§ **Action item**:
Copy, from the data below, each line that has the word "parse".

- - -

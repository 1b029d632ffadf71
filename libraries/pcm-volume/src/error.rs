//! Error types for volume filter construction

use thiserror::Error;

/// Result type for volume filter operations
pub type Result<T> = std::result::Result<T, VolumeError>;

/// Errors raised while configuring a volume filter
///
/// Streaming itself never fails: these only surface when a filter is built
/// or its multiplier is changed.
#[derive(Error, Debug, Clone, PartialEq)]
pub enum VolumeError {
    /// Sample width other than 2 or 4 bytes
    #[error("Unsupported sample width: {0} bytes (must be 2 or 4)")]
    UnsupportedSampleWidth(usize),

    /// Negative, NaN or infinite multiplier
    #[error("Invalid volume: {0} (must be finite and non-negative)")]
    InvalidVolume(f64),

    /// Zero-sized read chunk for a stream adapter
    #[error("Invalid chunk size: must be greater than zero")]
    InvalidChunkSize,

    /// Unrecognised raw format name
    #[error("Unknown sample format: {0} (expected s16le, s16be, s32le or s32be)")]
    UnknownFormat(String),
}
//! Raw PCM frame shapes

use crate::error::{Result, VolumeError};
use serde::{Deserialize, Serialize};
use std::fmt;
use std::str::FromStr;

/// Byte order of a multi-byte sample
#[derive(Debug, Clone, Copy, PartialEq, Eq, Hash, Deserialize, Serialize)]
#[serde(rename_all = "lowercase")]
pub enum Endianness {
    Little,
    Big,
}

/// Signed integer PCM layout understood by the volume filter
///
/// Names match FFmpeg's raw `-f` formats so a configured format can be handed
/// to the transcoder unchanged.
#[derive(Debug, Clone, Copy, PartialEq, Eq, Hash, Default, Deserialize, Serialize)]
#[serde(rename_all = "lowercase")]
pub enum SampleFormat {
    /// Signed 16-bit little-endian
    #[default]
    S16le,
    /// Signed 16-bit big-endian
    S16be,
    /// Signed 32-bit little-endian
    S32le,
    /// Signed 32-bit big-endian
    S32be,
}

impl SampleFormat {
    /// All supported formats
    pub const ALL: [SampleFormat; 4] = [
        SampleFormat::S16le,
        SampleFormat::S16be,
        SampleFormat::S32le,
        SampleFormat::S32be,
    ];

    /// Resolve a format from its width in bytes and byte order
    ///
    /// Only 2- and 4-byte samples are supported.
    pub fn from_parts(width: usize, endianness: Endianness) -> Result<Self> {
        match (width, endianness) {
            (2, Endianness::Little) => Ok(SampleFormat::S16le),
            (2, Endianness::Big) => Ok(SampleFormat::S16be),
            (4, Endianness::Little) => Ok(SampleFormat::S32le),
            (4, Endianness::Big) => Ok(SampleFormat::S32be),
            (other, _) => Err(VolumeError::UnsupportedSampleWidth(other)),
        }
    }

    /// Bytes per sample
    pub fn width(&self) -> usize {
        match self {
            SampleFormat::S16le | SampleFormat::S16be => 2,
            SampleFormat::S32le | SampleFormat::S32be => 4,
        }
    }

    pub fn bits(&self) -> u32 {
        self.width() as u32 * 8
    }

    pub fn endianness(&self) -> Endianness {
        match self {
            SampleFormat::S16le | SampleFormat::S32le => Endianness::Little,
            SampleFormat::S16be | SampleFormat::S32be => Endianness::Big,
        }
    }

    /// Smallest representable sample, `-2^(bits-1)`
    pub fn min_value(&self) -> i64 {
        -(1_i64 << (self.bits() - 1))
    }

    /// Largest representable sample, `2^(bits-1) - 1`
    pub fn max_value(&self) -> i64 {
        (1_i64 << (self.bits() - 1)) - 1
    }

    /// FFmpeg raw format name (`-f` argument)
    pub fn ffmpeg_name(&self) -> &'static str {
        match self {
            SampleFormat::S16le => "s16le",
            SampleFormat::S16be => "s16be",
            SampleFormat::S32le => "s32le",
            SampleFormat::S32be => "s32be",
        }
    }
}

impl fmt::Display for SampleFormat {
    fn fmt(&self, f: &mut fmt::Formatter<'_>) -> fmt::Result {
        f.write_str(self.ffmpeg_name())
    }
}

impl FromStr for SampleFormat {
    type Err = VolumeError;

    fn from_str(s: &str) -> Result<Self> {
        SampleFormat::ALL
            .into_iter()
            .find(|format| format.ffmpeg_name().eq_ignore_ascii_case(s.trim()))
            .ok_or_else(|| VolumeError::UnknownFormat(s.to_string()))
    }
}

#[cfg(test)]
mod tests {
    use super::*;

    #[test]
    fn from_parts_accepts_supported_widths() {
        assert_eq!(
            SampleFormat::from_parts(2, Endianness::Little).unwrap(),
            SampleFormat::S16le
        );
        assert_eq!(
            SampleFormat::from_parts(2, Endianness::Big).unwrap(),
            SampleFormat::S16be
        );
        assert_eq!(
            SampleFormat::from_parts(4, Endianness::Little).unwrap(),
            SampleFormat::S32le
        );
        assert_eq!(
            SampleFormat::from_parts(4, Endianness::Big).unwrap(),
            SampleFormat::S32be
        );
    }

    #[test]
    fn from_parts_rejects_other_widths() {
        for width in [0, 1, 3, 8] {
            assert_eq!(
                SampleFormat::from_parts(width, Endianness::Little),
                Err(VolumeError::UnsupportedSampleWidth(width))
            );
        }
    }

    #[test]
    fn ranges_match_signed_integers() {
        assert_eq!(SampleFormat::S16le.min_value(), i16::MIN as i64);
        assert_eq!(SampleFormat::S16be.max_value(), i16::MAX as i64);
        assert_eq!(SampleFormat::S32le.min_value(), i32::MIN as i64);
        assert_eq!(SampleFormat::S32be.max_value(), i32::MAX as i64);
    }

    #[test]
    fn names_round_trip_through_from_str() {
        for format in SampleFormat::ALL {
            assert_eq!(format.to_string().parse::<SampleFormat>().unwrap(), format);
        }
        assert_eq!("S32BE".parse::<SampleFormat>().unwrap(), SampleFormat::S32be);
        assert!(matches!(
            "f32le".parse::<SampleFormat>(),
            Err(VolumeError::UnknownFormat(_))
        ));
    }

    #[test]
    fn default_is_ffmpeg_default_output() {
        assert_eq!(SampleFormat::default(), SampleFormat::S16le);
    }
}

- - -

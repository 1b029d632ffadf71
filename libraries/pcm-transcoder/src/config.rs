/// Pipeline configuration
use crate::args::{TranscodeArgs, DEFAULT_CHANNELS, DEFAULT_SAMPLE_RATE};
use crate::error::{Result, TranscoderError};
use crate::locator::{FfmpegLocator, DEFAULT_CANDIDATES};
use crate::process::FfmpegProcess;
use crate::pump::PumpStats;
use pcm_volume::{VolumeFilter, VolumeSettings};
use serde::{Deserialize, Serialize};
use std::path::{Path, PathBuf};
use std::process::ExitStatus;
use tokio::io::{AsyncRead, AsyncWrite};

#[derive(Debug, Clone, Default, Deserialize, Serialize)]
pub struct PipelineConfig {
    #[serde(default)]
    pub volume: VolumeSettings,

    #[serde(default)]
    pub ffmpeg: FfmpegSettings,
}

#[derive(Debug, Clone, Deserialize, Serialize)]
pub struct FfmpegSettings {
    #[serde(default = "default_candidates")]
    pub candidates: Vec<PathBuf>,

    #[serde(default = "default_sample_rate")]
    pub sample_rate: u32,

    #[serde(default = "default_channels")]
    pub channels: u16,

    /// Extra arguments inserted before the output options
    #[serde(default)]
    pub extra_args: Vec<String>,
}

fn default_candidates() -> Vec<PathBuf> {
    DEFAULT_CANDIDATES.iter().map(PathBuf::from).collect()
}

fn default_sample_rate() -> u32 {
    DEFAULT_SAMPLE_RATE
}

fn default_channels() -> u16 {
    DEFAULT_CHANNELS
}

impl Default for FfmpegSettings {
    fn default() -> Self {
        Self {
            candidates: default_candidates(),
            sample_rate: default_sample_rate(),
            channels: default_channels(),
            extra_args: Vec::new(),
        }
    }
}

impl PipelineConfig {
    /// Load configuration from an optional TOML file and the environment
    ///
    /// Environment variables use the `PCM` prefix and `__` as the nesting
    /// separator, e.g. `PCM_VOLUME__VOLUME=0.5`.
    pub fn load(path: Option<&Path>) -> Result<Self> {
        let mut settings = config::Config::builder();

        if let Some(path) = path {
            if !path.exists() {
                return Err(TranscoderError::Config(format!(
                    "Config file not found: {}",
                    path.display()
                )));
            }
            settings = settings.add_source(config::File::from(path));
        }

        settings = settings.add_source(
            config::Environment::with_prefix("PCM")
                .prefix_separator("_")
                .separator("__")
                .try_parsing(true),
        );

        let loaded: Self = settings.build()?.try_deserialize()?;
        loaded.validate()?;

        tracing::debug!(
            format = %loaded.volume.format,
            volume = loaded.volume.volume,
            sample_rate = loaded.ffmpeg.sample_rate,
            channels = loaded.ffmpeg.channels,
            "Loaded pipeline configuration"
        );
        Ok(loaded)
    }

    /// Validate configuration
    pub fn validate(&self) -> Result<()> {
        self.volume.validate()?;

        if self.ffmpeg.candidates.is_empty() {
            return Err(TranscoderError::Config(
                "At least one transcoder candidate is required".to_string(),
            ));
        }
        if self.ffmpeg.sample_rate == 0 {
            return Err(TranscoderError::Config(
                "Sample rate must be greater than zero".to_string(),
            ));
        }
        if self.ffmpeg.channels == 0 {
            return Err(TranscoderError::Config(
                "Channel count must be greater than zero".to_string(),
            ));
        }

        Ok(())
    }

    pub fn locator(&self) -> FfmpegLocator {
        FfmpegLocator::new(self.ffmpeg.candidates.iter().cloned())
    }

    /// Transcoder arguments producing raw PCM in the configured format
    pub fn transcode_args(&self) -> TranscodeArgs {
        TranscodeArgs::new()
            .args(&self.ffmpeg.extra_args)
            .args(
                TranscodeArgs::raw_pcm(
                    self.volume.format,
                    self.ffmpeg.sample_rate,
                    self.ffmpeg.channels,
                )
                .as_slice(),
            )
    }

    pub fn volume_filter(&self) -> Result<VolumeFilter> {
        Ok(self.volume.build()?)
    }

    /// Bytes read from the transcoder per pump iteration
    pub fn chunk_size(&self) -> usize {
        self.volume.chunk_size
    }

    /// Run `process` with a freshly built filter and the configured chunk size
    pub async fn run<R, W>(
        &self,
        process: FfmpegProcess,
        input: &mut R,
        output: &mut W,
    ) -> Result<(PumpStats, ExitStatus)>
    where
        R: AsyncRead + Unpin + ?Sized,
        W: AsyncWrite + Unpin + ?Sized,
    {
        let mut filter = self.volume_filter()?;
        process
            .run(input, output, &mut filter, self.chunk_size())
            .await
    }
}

- - -

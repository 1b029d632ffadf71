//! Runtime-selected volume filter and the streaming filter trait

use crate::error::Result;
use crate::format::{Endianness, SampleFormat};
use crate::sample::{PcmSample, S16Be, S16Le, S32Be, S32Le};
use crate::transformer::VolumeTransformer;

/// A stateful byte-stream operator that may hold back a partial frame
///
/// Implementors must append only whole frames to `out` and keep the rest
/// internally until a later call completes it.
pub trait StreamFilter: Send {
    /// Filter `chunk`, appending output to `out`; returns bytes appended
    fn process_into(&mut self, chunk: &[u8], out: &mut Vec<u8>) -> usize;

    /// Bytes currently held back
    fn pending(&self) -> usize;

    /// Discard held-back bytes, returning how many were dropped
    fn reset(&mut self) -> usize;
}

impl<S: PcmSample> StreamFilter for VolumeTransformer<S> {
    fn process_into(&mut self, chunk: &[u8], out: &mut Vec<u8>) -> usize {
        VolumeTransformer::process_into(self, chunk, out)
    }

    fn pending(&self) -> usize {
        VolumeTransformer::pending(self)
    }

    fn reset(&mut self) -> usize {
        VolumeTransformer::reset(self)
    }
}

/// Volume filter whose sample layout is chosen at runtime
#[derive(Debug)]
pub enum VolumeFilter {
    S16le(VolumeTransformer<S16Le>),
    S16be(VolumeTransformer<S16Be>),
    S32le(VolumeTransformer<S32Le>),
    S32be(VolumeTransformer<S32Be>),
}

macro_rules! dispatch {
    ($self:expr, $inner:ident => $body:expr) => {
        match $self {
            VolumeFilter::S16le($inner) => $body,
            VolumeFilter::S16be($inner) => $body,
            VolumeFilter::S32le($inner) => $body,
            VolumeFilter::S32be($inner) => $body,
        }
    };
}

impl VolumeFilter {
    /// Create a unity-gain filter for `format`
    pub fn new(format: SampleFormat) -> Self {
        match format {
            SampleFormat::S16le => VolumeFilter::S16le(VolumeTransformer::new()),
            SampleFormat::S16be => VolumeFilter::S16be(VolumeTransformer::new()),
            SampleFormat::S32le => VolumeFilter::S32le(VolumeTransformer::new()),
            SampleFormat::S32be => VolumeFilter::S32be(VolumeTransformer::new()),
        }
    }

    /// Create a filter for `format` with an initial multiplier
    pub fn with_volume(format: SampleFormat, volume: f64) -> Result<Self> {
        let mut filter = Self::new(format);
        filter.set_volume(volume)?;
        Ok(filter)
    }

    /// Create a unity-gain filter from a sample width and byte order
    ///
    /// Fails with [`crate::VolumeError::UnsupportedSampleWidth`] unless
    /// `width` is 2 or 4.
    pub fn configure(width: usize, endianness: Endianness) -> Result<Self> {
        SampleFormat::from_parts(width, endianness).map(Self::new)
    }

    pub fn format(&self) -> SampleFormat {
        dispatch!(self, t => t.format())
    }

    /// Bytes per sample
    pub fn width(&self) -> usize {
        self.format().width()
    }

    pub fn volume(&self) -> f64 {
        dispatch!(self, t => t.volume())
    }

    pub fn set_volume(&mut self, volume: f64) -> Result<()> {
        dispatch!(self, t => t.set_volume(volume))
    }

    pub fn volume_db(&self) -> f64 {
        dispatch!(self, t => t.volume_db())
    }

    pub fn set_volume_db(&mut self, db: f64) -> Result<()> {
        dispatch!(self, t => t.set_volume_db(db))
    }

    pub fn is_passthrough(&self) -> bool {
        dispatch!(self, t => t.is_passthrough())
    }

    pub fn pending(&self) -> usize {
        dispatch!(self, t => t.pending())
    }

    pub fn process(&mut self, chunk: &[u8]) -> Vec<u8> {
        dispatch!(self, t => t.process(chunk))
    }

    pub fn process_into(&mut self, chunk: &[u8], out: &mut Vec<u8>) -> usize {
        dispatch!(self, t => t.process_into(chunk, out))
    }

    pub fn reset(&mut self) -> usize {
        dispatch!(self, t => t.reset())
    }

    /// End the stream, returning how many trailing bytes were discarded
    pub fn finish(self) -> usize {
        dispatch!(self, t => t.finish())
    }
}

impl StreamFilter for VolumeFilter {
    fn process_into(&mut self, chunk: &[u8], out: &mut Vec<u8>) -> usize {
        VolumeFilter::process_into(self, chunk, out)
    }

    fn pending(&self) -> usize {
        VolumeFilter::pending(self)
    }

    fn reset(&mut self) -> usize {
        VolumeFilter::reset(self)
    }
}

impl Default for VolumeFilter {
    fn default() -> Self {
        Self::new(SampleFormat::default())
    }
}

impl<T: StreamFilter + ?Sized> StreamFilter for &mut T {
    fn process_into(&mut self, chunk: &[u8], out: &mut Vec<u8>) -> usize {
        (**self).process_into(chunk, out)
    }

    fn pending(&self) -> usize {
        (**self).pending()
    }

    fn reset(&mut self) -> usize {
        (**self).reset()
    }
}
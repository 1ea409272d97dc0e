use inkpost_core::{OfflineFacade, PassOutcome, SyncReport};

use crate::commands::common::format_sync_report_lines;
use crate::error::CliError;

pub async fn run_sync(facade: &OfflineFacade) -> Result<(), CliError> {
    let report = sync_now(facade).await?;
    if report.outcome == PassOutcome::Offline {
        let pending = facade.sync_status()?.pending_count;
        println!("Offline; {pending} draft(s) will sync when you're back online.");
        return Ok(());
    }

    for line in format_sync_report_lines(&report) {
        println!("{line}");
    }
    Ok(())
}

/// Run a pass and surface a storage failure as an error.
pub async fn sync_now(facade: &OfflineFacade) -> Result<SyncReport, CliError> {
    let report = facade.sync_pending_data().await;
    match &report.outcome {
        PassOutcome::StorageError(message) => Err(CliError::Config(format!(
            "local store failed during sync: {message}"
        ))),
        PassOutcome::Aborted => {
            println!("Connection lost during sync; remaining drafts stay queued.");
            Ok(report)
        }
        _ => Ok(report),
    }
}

- - -

§ **Your solution**:
            assert_eq!(format.to_string().parse::<SampleFormat>().unwrap(), format);
        assert_eq!("S32BE".parse::<SampleFormat>().unwrap(), SampleFormat::S32be);
            "f32le".parse::<SampleFormat>(),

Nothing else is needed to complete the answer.